The Washington Department of Natural Resources also submitted comments critical of the proposed rule.

Cattle grazing on public land could violate the rule against depositing manure, and horse and dog owners could be guilty if they “failed to scour the underbrush to find and collect pet waste,” wrote DNR deputy supervisor for state uplands Angus Brodie.

“DNR feels that these proposed rules do not provide enough clarity to be enforced consistently, and we are therefore opposed to their adoption,” Brodie wrote.

The rule would be a new layer of regulation, adding to manure-control rules enforced by the Washington State Department of Agriculture and Washington Department of Ecology.

In their letter, legislators said it was unclear whether the health board rule would conflict with existing rules. “We are concerned that this draft rule may inadvertently create a conflict of laws for commercial producers,” the letter states.

The lawmakers said they were concerned the rule would bar horsemen from riding on public trails.
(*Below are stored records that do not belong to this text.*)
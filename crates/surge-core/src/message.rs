//! The local message model.
//!
//! A [`ChatMessage`] is a reconciled view of a wire message: the
//! reconciler appends one per inbound `message`/`history` frame and
//! mutates it in place for later receipts, edits, and deletes that
//! reference the same id.

use chrono::Utc;
use serde::Serialize;
use std::sync::atomic::{AtomicU64, Ordering};
use std::time::{SystemTime, UNIX_EPOCH};

static ID_COUNTER: AtomicU64 = AtomicU64::new(0);

/// Generate a fallback message id when the server did not assign one.
///
/// Locally generated ids are prefixed so they can never collide with
/// server-assigned ids.
#[must_use]
pub fn generate_message_id() -> String {
    let timestamp = SystemTime::now()
        .duration_since(UNIX_EPOCH)
        .map(|d| d.as_nanos() as u64)
        .unwrap_or_default();
    let counter = ID_COUNTER.fetch_add(1, Ordering::Relaxed);
    format!("local-{:x}", timestamp.wrapping_add(counter))
}

/// How a message relates to the local user.
#[derive(Debug, Clone, Copy, PartialEq, Eq, Serialize)]
#[serde(rename_all = "snake_case")]
pub enum MessageKind {
    /// Authored by the local user.
    Sent,
    /// Authored by another user.
    Received,
    /// Synthesized locally (join/leave notices).
    System,
    /// A direct message surfaced outside any room.
    DirectMessage,
}

/// A message in a room's timeline.
#[derive(Debug, Clone, PartialEq, Serialize)]
pub struct ChatMessage {
    /// Server-assigned id, or a locally generated fallback.
    pub id: String,
    /// Relation to the local user.
    pub kind: MessageKind,
    /// Message body. Blanked when the message is deleted.
    pub text: String,
    /// Author display name; absent for system messages.
    pub author: Option<String>,
    /// Creation timestamp (ISO-8601).
    pub timestamp: String,
    /// Whether this entry arrived as a history replay. Immutable
    /// once set.
    pub is_history: bool,
    /// Whether the message has been edited.
    pub is_edited: bool,
    /// Timestamp of the last edit (ISO-8601).
    pub edited_at: Option<String>,
    /// Whether the message has been deleted.
    pub is_deleted: bool,
    /// Ids of users who have read this message.
    pub read_by: Vec<String>,
}

impl ChatMessage {
    /// Create a message authored by a user.
    #[must_use]
    pub fn new(
        id: impl Into<String>,
        kind: MessageKind,
        text: impl Into<String>,
        author: impl Into<String>,
        timestamp: impl Into<String>,
    ) -> Self {
        Self {
            id: id.into(),
            kind,
            text: text.into(),
            author: Some(author.into()),
            timestamp: timestamp.into(),
            is_history: false,
            is_edited: false,
            edited_at: None,
            is_deleted: false,
            read_by: Vec::new(),
        }
    }

    /// Create a locally synthesized system message.
    #[must_use]
    pub fn system(text: impl Into<String>) -> Self {
        Self {
            id: generate_message_id(),
            kind: MessageKind::System,
            text: text.into(),
            author: None,
            timestamp: Utc::now().to_rfc3339(),
            is_history: false,
            is_edited: false,
            edited_at: None,
            is_deleted: false,
            read_by: Vec::new(),
        }
    }

    /// Mark this entry as a history replay.
    #[must_use]
    pub fn as_history(mut self) -> Self {
        self.is_history = true;
        self
    }

    /// Carry over edit state replayed by the server.
    #[must_use]
    pub fn with_edit_state(mut self, is_edited: bool, edited_at: Option<String>) -> Self {
        self.is_edited = is_edited;
        self.edited_at = edited_at;
        self
    }

    /// Record that a user has read this message. Idempotent.
    ///
    /// Returns `true` if the reader was newly added.
    pub fn mark_read_by(&mut self, user_id: &str) -> bool {
        if self.read_by.iter().any(|id| id == user_id) {
            return false;
        }
        self.read_by.push(user_id.to_string());
        true
    }

    /// Apply an edit: replace the text and stamp the edit time.
    pub fn apply_edit(&mut self, text: impl Into<String>, edited_at: impl Into<String>) {
        self.text = text.into();
        self.is_edited = true;
        self.edited_at = Some(edited_at.into());
    }

    /// Apply a delete: blank the text and flag the entry.
    pub fn apply_delete(&mut self) {
        self.text.clear();
        self.is_deleted = true;
    }
}

#[cfg(test)]
mod tests {
    use super::*;

    #[test]
    fn test_fallback_ids_are_unique_and_prefixed() {
        let a = generate_message_id();
        let b = generate_message_id();
        assert_ne!(a, b);
        assert!(a.starts_with("local-"));
    }

    #[test]
    fn test_mark_read_by_is_idempotent() {
        let mut msg = ChatMessage::new("m1", MessageKind::Received, "hi", "bob", "t0");

        assert!(msg.mark_read_by("user-1"));
        assert!(!msg.mark_read_by("user-1"));
        assert_eq!(msg.read_by, vec!["user-1".to_string()]);
    }

    #[test]
    fn test_apply_edit_touches_only_edit_fields() {
        let mut msg = ChatMessage::new("m1", MessageKind::Received, "hi", "bob", "t0");
        let before = msg.clone();

        msg.apply_edit("hi!", "t1");

        assert_eq!(msg.text, "hi!");
        assert!(msg.is_edited);
        assert_eq!(msg.edited_at.as_deref(), Some("t1"));
        assert_eq!(msg.id, before.id);
        assert_eq!(msg.kind, before.kind);
        assert_eq!(msg.timestamp, before.timestamp);
        assert_eq!(msg.read_by, before.read_by);
        assert_eq!(msg.is_history, before.is_history);
    }

    #[test]
    fn test_apply_delete_blanks_text() {
        let mut msg = ChatMessage::new("m1", MessageKind::Sent, "oops", "alice", "t0");
        msg.apply_delete();

        assert!(msg.is_deleted);
        assert!(msg.text.is_empty());
    }

    #[test]
    fn test_system_messages_have_no_author() {
        let msg = ChatMessage::system("bob joined the room");
        assert_eq!(msg.kind, MessageKind::System);
        assert!(msg.author.is_none());
        assert!(!msg.is_history);
    }
}
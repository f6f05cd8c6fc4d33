//! Transport abstraction for the client connection.
//!
//! A [`Transport`] dials an endpoint and yields a split connection:
//! a [`FrameSink`] the connection manager writes outgoing frames to,
//! and a [`FrameStream`] a reader task drains. Frames are the wire's
//! unit of exchange, one UTF-8 JSON object each; the transport does
//! not interpret them.

use async_trait::async_trait;
use thiserror::Error;

/// Transport errors.
#[derive(Debug, Error)]
pub enum TransportError {
    /// Dialing the endpoint failed.
    #[error("Connect failed: {0}")]
    ConnectFailed(String),

    /// Failed to send a frame.
    #[error("Send failed: {0}")]
    SendFailed(String),

    /// The connection is closed.
    #[error("Connection closed")]
    Closed,
}

/// The write half of a connection.
#[async_trait]
pub trait FrameSink: Send {
    /// Send one text frame.
    async fn send(&mut self, frame: String) -> Result<(), TransportError>;

    /// Close the connection gracefully.
    async fn close(&mut self) -> Result<(), TransportError>;
}

/// The read half of a connection.
#[async_trait]
pub trait FrameStream: Send {
    /// Receive the next text frame.
    ///
    /// Returns `None` once the connection is closed, cleanly or not;
    /// the distinction does not matter to the lifecycle machine.
    async fn next(&mut self) -> Option<String>;
}

/// A dialer for the chat endpoint.
#[async_trait]
pub trait Transport: Send + Sync + 'static {
    /// Open a connection to the endpoint.
    async fn dial(
        &self,
        url: &str,
    ) -> Result<(Box<dyn FrameSink>, Box<dyn FrameStream>), TransportError>;

    /// The transport name (e.g. "websocket", "memory").
    fn name(&self) -> &'static str;
}
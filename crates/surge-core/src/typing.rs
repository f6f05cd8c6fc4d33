//! Derivation of outgoing typing signals from raw input changes.
//!
//! The debouncer is deterministic: callers feed it input changes and
//! the current time, and it returns the typing signals to put on the
//! wire. The driver in `surge-client` owns the single idle timer and
//! calls [`TypingDebouncer::poll`] when the deadline it was handed
//! expires. At most one deadline is live at a time, scoped to the
//! room currently being typed in; superseding input moves it.

use std::time::{Duration, Instant};
use tracing::trace;

/// Idle period after the last keystroke before typing stops.
pub const DEFAULT_IDLE_TIMEOUT: Duration = Duration::from_secs(3);

/// An outgoing typing transition.
#[derive(Debug, Clone, Copy, PartialEq, Eq)]
pub enum TypingSignal {
    /// The local user started composing.
    Start,
    /// The local user stopped composing.
    Stop,
}

/// A signal plus the room it targets.
pub type TypingEmission = (String, TypingSignal);

/// Debounces raw text-input changes into typing start/stop signals.
#[derive(Debug)]
pub struct TypingDebouncer {
    idle_timeout: Duration,
    /// Room a `Start` has been emitted for and not yet stopped.
    active_room: Option<String>,
    /// When the pending idle `Stop` fires, if armed.
    deadline: Option<Instant>,
}

impl TypingDebouncer {
    /// Create a debouncer with the default 3-second idle timeout.
    #[must_use]
    pub fn new() -> Self {
        Self::with_timeout(DEFAULT_IDLE_TIMEOUT)
    }

    /// Create a debouncer with a custom idle timeout.
    #[must_use]
    pub fn with_timeout(idle_timeout: Duration) -> Self {
        Self {
            idle_timeout,
            active_room: None,
            deadline: None,
        }
    }

    /// The pending idle deadline the driver should sleep until.
    #[must_use]
    pub fn deadline(&self) -> Option<Instant> {
        self.deadline
    }

    /// Feed a text-input change for a room.
    ///
    /// Non-empty input emits `Start` once and (re)arms the idle
    /// deadline; empty input emits `Stop` and disarms it. Input in a
    /// different room than the one currently signaled stops the old
    /// room first so no stale `Stop` can leak into the wrong room.
    pub fn input_changed(&mut self, room: &str, text: &str, now: Instant) -> Vec<TypingEmission> {
        let mut out = Vec::new();

        if let Some(active) = self.active_room.as_deref() {
            if active != room {
                out.push((active.to_string(), TypingSignal::Stop));
                self.active_room = None;
                self.deadline = None;
            }
        }

        if text.is_empty() {
            out.push((room.to_string(), TypingSignal::Stop));
            self.active_room = None;
            self.deadline = None;
            return out;
        }

        if self.active_room.as_deref() != Some(room) {
            out.push((room.to_string(), TypingSignal::Start));
            self.active_room = Some(room.to_string());
        }
        self.deadline = Some(now + self.idle_timeout);
        trace!(%room, "Typing deadline re-armed");
        out
    }

    /// The local user submitted a message in a room.
    ///
    /// Emits `Stop` and disarms the deadline.
    pub fn submitted(&mut self, room: &str) -> TypingEmission {
        self.active_room = None;
        self.deadline = None;
        (room.to_string(), TypingSignal::Stop)
    }

    /// The active room changed without input.
    ///
    /// Stops the previously signaled room, if any, and cancels its
    /// pending deadline.
    pub fn switch_room(&mut self) -> Option<TypingEmission> {
        self.deadline = None;
        self.active_room
            .take()
            .map(|room| (room, TypingSignal::Stop))
    }

    /// Check the idle deadline.
    ///
    /// Emits `Stop` for the signaled room when the deadline has
    /// passed; otherwise a no-op.
    pub fn poll(&mut self, now: Instant) -> Option<TypingEmission> {
        let deadline = self.deadline?;
        if now < deadline {
            return None;
        }
        self.deadline = None;
        self.active_room
            .take()
            .map(|room| (room, TypingSignal::Stop))
    }

    /// Drop all state without emitting. Used at teardown.
    pub fn reset(&mut self) {
        self.active_room = None;
        self.deadline = None;
    }
}

impl Default for TypingDebouncer {
    fn default() -> Self {
        Self::new()
    }
}

#[cfg(test)]
mod tests {
    use super::*;

    fn t0() -> Instant {
        Instant::now()
    }

    #[test]
    fn test_start_emitted_once_per_burst() {
        let mut debouncer = TypingDebouncer::new();
        let now = t0();

        let first = debouncer.input_changed("lobby", "h", now);
        assert_eq!(first, vec![("lobby".to_string(), TypingSignal::Start)]);

        // Further keystrokes only re-arm the deadline.
        let second = debouncer.input_changed("lobby", "he", now + Duration::from_secs(1));
        assert!(second.is_empty());
        assert_eq!(
            debouncer.deadline(),
            Some(now + Duration::from_secs(1) + DEFAULT_IDLE_TIMEOUT)
        );
    }

    #[test]
    fn test_idle_deadline_emits_stop() {
        let mut debouncer = TypingDebouncer::new();
        let now = t0();
        debouncer.input_changed("lobby", "h", now);

        // Not yet.
        assert_eq!(debouncer.poll(now + Duration::from_secs(2)), None);

        let stop = debouncer.poll(now + Duration::from_secs(3));
        assert_eq!(stop, Some(("lobby".to_string(), TypingSignal::Stop)));

        // Deadline disarmed; polling again is a no-op.
        assert_eq!(debouncer.poll(now + Duration::from_secs(10)), None);
    }

    #[test]
    fn test_empty_input_stops_and_disarms() {
        let mut debouncer = TypingDebouncer::new();
        let now = t0();
        debouncer.input_changed("lobby", "h", now);

        let out = debouncer.input_changed("lobby", "", now + Duration::from_secs(1));
        assert_eq!(out, vec![("lobby".to_string(), TypingSignal::Stop)]);
        assert_eq!(debouncer.deadline(), None);
    }

    #[test]
    fn test_submission_stops_and_disarms() {
        let mut debouncer = TypingDebouncer::new();
        let now = t0();
        debouncer.input_changed("lobby", "hey", now);

        assert_eq!(
            debouncer.submitted("lobby"),
            ("lobby".to_string(), TypingSignal::Stop)
        );
        assert_eq!(debouncer.deadline(), None);
        assert_eq!(debouncer.poll(now + Duration::from_secs(10)), None);
    }

    #[test]
    fn test_room_switch_stops_prior_room_only() {
        let mut debouncer = TypingDebouncer::new();
        let now = t0();
        debouncer.input_changed("lobby", "h", now);

        let out = debouncer.input_changed("games", "g", now + Duration::from_secs(1));
        assert_eq!(
            out,
            vec![
                ("lobby".to_string(), TypingSignal::Stop),
                ("games".to_string(), TypingSignal::Start),
            ]
        );

        // The pending deadline now belongs to the new room.
        let stop = debouncer.poll(now + Duration::from_secs(5));
        assert_eq!(stop, Some(("games".to_string(), TypingSignal::Stop)));
    }

    #[test]
    fn test_explicit_switch_room_cancels_timer() {
        let mut debouncer = TypingDebouncer::new();
        let now = t0();
        debouncer.input_changed("lobby", "h", now);

        let stop = debouncer.switch_room();
        assert_eq!(stop, Some(("lobby".to_string(), TypingSignal::Stop)));
        assert_eq!(debouncer.deadline(), None);

        // Nothing signaled: switching again emits nothing.
        assert_eq!(debouncer.switch_room(), None);
    }

    #[test]
    fn test_reset_emits_nothing() {
        let mut debouncer = TypingDebouncer::new();
        debouncer.input_changed("lobby", "h", t0());

        debouncer.reset();
        assert_eq!(debouncer.deadline(), None);
        assert_eq!(debouncer.switch_room(), None);
    }
}
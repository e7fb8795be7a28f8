mod batch_function;
mod cache;
mod config;
mod error;
mod loader;
mod loader_op;
mod loader_worker;
mod registry;
mod worker_stats;

pub use batch_function::{BatchFunction, BatchResult};
pub use config::{ConfigError, LoaderConfig};
pub use error::{FetchError, KeyError, LoadError};
pub use loader::Loader;
pub use registry::LoaderRegistry;
pub use worker_stats::WorkerStats;
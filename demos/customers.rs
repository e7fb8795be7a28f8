//! Resolves a customers -> address / orders -> items graph twice: once with a fetch per parent,
//! once through a request-scoped [`LoaderRegistry`]. Run with `RUST_LOG=info` (the default) to see
//! the queries each strategy sends to the mocked store.

use std::sync::atomic::{AtomicUsize, Ordering};
use std::sync::Arc;
use std::time::Duration;

use async_trait::async_trait;
use batchload_rs::{BatchFunction, BatchResult, LoadError, LoaderConfig, LoaderRegistry};
use futures::future;
use tracing_subscriber::{layer::SubscriberExt, util::SubscriberInitExt};

#[derive(Debug, Clone)]
struct Customer {
    id: i64,
    name: String,
    address_id: i64,
}

#[derive(Debug, Clone)]
struct Address {
    street: String,
    country: String,
}

#[derive(Debug, Clone)]
struct Order {
    id: i64,
    amount: f64,
}

#[derive(Debug, Clone)]
struct Item {
    name: String,
}

/// Mocked backend. Every query takes 5ms.
#[derive(Default)]
struct Store {
    queries: AtomicUsize,
}

impl Store {
    async fn query(&self, sql: String) {
        self.queries.fetch_add(1, Ordering::SeqCst);
        tracing::info!(%sql);
        tokio::time::sleep(Duration::from_millis(5)).await;
    }

    fn take_query_count(&self) -> usize {
        self.queries.swap(0, Ordering::SeqCst)
    }

    async fn customers(&self) -> Vec<Customer> {
        self.query("SELECT * FROM customer".to_owned()).await;
        ["Bob", "Alice", "Eve", "Mallory", "Trent"]
            .iter()
            .zip(1..)
            .map(|(name, id)| Customer { id, name: name.to_string(), address_id: id * 2 })
            .collect()
    }
}

fn id_list(keys: &[i64]) -> String {
    keys.iter().map(ToString::to_string).collect::<Vec<_>>().join(",")
}

fn address(id: i64) -> Address {
    Address { street: format!("{} home street", id), country: "hometon".to_owned() }
}

fn orders(customer_id: i64) -> Vec<Order> {
    (0..3).map(|n| Order { id: customer_id * 10 + n, amount: 9.99 * (n + 1) as f64 }).collect()
}

fn items(order_id: i64) -> Vec<Item> {
    vec![Item { name: format!("widget #{}", order_id) }]
}

struct AddressById;

#[async_trait]
impl BatchFunction for AddressById {
    type Key = i64;
    type Value = Address;
    type Context = Arc<Store>;

    async fn load(keys: &[i64], store: &Arc<Store>) -> BatchResult<i64, Address> {
        store.query(format!("SELECT * FROM address WHERE id IN ({})", id_list(keys))).await;
        Ok(keys.iter().map(|id| (*id, Ok(address(*id)))).collect())
    }
}

struct OrdersByCustomer;

#[async_trait]
impl BatchFunction for OrdersByCustomer {
    type Key = i64;
    type Value = Vec<Order>;
    type Context = Arc<Store>;

    async fn load(keys: &[i64], store: &Arc<Store>) -> BatchResult<i64, Vec<Order>> {
        store.query(format!("SELECT * FROM orders WHERE customer_id IN ({})", id_list(keys))).await;
        Ok(keys.iter().map(|id| (*id, Ok(orders(*id)))).collect())
    }
}

struct ItemsByOrder;

#[async_trait]
impl BatchFunction for ItemsByOrder {
    type Key = i64;
    type Value = Vec<Item>;
    type Context = Arc<Store>;

    async fn load(keys: &[i64], store: &Arc<Store>) -> BatchResult<i64, Vec<Item>> {
        store.query(format!("SELECT * FROM items WHERE order_id IN ({})", id_list(keys))).await;
        Ok(keys.iter().map(|id| (*id, Ok(items(*id)))).collect())
    }
}

/// One fetch per parent edge.
async fn resolve_naive(store: &Store) -> usize {
    let mut rendered = 0;
    for customer in store.customers().await {
        store.query(format!("SELECT * FROM address WHERE id IN ({})", customer.address_id)).await;
        store.query(format!("SELECT * FROM orders WHERE customer_id IN ({})", customer.id)).await;
        for order in orders(customer.id) {
            store.query(format!("SELECT * FROM items WHERE order_id IN ({})", order.id)).await;
            rendered += items(order.id).len();
        }
    }
    rendered
}

async fn resolve_customer(
    customer: Customer,
    loaders: &LoaderRegistry,
) -> Result<usize, LoadError> {
    let (address, orders) = future::try_join(
        loaders.loader::<AddressById>()?.load(customer.address_id),
        loaders.loader::<OrdersByCustomer>()?.load(customer.id),
    )
    .await?;

    let order_ids = orders.iter().map(|order| order.id).collect();
    let items = loaders.loader::<ItemsByOrder>()?.load_many(order_ids).await;

    let mut rendered = 0;
    for (order, items) in orders.iter().zip(items) {
        let items = items?;
        tracing::debug!(
            customer = %customer.name,
            street = %address.street,
            country = %address.country,
            order = order.id,
            amount = order.amount,
            items = ?items.iter().map(|item| &item.name).collect::<Vec<_>>(),
        );
        rendered += items.len();
    }
    Ok(rendered)
}

/// One unit of work: the registry is created for this request, handed to every resolver and
/// dropped at the end.
async fn resolve_batched(store: &Arc<Store>, config: LoaderConfig) -> Result<usize, LoadError> {
    let loaders = LoaderRegistry::new(config)
        .with(AddressById, store.clone())
        .with(OrdersByCustomer, store.clone())
        .with(ItemsByOrder, store.clone());

    let customers = store.customers().await;
    let rendered =
        future::try_join_all(customers.into_iter().map(|c| resolve_customer(c, &loaders))).await?;
    Ok(rendered.into_iter().sum())
}

#[tokio::main]
async fn main() -> Result<(), Box<dyn std::error::Error>> {
    tracing_subscriber::registry()
        .with(
            tracing_subscriber::EnvFilter::try_from_default_env()
                .unwrap_or_else(|_| "customers=info".into()),
        )
        .with(tracing_subscriber::fmt::layer())
        .init();

    let config = LoaderConfig::from_env()?;
    let store = Arc::new(Store::default());

    tracing::info!("resolving with one fetch per parent");
    let naive_items = resolve_naive(&store).await;
    let naive_queries = store.take_query_count();

    tracing::info!(?config, "resolving through request-scoped loaders");
    let batched_items = resolve_batched(&store, config).await?;
    let batched_queries = store.take_query_count();

    assert_eq!(naive_items, batched_items);
    tracing::info!(naive_queries, batched_queries, items = batched_items, "done");
    Ok(())
}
They also asked about whether horse owners who store manure in bunkers within 35-feet of a property line would have to move the concrete structures.

“When we started digging into the proposal, we saw real concern for people with a couple of horses and a couple of acres,” said Moses Lake Sen. Judy Warnick, who circulated the letter in the Senate.

The heath board has been working sporadically on the keeping animals rule for more than a decade.

Back Country Horsemen of Washington legislative liaison Jeff Chapman said the health board’s proposal is too broad, lumping all domesticated animals together. “We need some time to come up with something that makes sense,” he said.

House Agriculture and Natural Resources Committee Chairman Brian Blake of Aberdeen was the lone Democrat to sign the letter.